Goal of the exercise:
You are asked to filter the data below and copy every line holding "handles".

Records supplied:
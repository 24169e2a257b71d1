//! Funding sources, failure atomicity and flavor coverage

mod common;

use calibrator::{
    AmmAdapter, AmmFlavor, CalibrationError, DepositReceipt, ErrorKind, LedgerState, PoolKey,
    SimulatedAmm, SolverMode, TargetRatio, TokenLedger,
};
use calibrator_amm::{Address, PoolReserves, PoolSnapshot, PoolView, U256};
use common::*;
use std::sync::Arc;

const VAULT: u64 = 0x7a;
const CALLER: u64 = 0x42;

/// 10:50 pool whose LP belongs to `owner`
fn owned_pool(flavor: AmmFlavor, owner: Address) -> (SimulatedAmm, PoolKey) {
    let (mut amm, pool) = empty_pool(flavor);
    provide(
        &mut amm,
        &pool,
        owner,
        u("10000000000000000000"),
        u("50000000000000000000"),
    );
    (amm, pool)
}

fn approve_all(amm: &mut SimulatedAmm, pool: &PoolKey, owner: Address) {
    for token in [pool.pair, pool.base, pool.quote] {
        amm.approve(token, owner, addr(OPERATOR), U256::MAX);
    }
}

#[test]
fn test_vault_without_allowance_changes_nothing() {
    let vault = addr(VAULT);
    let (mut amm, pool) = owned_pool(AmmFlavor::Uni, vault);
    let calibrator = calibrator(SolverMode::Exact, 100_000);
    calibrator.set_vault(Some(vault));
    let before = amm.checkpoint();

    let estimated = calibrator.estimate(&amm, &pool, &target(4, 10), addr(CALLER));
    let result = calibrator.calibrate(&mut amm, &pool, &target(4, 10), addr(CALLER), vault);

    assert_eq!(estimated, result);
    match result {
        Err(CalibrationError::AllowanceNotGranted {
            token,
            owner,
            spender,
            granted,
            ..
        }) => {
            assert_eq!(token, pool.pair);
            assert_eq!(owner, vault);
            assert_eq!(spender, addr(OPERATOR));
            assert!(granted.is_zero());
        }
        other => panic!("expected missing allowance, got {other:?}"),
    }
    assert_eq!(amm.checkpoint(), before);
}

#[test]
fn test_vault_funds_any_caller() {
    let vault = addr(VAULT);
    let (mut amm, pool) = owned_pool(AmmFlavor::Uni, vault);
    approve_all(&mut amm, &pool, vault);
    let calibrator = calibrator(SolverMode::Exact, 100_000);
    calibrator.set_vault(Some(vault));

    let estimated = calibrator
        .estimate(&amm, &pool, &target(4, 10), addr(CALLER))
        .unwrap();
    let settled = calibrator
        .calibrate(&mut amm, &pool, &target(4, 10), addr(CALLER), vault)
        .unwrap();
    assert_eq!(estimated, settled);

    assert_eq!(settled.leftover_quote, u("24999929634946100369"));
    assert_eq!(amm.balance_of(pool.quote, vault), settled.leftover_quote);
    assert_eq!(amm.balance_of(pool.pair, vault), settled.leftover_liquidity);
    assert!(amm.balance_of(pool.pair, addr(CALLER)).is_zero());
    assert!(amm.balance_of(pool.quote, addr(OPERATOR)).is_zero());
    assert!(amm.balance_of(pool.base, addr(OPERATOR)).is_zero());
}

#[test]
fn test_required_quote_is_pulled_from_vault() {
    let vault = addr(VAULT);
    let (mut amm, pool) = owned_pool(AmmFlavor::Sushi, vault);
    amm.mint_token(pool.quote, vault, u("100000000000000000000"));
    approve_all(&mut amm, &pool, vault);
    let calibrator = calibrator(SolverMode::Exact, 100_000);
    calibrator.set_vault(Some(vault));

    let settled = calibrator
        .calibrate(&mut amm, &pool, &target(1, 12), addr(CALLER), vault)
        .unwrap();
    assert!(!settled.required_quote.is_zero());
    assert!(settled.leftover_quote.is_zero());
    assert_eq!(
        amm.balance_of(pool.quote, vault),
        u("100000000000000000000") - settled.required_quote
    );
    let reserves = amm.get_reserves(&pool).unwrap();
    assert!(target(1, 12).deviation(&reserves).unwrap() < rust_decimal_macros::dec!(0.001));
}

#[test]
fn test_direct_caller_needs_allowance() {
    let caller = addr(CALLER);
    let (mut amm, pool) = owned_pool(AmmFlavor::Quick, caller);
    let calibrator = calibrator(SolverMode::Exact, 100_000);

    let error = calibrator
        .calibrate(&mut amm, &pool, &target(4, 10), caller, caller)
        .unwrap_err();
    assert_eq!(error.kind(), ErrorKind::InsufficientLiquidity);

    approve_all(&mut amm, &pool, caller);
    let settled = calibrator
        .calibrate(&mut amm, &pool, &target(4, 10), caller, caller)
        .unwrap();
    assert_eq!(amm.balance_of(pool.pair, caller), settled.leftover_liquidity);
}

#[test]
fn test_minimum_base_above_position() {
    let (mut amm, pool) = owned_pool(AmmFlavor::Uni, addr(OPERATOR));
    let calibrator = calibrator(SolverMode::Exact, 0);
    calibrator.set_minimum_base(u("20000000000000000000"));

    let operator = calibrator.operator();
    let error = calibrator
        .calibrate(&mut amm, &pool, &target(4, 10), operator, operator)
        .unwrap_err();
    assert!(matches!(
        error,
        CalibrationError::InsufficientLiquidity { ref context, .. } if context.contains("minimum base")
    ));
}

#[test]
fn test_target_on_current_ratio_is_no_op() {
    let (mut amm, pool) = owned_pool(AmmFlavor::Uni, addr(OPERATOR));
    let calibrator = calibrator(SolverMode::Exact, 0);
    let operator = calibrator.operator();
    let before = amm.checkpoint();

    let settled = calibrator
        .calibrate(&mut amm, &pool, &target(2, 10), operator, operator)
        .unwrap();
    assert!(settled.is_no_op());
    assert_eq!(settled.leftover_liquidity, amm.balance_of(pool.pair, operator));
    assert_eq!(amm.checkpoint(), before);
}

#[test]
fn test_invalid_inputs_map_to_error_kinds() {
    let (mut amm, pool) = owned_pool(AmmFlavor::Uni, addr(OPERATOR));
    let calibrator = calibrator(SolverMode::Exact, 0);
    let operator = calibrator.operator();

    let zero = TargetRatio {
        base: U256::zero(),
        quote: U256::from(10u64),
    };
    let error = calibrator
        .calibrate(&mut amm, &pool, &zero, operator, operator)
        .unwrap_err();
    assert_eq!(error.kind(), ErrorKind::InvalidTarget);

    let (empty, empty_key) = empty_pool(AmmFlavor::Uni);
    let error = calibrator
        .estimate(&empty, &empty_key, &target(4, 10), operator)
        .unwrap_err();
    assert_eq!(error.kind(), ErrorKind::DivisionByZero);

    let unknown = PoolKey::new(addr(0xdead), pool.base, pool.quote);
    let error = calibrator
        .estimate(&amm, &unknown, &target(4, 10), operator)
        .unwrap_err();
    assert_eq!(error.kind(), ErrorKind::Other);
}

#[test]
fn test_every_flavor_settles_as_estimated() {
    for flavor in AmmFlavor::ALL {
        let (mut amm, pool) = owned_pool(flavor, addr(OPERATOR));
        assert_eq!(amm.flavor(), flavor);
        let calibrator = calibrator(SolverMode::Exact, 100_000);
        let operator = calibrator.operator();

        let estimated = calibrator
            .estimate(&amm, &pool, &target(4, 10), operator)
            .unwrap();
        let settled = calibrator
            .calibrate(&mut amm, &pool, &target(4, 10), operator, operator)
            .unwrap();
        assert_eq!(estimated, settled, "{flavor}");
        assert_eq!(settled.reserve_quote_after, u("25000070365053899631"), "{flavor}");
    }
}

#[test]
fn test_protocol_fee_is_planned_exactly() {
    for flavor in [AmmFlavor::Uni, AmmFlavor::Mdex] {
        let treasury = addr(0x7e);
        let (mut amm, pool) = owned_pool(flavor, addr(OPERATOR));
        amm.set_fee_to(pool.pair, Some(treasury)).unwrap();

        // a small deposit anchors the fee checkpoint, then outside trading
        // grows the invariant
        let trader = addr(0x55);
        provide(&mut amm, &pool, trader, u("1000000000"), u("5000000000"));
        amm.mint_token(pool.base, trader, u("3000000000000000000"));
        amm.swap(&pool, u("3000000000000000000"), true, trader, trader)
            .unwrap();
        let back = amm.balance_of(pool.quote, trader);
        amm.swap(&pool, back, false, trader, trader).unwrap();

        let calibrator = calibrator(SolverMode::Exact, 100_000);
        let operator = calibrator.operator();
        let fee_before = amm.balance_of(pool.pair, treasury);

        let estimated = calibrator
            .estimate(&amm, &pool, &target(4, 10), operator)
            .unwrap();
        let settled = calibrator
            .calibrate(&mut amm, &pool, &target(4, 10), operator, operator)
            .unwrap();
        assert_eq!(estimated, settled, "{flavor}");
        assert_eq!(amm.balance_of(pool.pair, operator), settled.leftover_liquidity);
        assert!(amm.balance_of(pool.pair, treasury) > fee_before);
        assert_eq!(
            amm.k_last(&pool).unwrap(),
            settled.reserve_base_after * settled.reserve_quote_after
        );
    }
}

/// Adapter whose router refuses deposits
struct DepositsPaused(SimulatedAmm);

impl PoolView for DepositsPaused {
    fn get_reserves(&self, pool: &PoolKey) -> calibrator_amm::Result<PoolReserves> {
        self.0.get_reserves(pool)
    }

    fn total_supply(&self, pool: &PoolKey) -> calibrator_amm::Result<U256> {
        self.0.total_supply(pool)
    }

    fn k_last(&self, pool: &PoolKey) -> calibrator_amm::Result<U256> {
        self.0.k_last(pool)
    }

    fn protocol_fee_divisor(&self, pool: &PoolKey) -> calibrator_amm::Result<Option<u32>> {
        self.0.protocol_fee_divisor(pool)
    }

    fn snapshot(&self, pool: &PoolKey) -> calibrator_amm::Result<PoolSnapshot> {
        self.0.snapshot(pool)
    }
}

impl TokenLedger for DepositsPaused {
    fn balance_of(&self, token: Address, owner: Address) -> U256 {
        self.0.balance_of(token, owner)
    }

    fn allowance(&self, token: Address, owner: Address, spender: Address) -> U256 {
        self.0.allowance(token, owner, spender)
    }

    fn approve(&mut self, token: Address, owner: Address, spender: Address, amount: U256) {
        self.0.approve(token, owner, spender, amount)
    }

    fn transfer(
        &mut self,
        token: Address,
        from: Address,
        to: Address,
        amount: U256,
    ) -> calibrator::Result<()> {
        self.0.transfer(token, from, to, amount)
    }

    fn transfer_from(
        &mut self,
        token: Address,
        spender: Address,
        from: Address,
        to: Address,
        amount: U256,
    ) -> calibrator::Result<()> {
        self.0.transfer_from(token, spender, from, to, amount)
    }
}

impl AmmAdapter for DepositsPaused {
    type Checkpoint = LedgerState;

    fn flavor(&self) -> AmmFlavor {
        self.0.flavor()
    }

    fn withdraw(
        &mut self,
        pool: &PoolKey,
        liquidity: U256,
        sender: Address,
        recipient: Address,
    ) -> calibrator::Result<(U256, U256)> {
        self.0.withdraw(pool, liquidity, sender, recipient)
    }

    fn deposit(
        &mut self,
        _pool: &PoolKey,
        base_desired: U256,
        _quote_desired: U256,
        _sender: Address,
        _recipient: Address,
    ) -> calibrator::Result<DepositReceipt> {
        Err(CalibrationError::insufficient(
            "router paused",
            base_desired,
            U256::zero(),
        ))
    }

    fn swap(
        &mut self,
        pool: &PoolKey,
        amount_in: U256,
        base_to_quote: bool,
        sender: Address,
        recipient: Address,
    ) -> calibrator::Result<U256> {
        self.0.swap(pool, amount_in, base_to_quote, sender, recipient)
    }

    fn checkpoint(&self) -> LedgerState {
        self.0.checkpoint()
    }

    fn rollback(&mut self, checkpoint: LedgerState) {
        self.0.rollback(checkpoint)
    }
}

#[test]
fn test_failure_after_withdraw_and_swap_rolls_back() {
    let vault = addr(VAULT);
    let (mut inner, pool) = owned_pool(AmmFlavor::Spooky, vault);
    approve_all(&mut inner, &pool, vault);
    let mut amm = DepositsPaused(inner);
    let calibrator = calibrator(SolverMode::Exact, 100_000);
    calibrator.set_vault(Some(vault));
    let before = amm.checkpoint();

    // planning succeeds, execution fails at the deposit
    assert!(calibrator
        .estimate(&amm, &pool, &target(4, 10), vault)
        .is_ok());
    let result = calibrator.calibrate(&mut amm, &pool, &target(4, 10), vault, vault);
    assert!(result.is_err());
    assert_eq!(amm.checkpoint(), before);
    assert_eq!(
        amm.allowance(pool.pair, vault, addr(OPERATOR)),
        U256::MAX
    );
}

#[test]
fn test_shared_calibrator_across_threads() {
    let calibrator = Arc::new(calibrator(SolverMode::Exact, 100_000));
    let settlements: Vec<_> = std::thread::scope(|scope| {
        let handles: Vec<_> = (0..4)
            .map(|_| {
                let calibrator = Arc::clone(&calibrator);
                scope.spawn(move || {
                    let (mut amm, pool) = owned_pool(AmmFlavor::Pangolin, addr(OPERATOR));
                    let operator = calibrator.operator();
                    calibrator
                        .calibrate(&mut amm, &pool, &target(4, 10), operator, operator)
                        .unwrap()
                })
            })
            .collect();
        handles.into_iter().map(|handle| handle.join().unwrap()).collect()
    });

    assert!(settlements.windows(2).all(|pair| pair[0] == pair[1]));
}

Written reply:
        let handles: Vec<_> = (0..4)
        handles.into_iter().map(|handle| handle.join().unwrap()).collect()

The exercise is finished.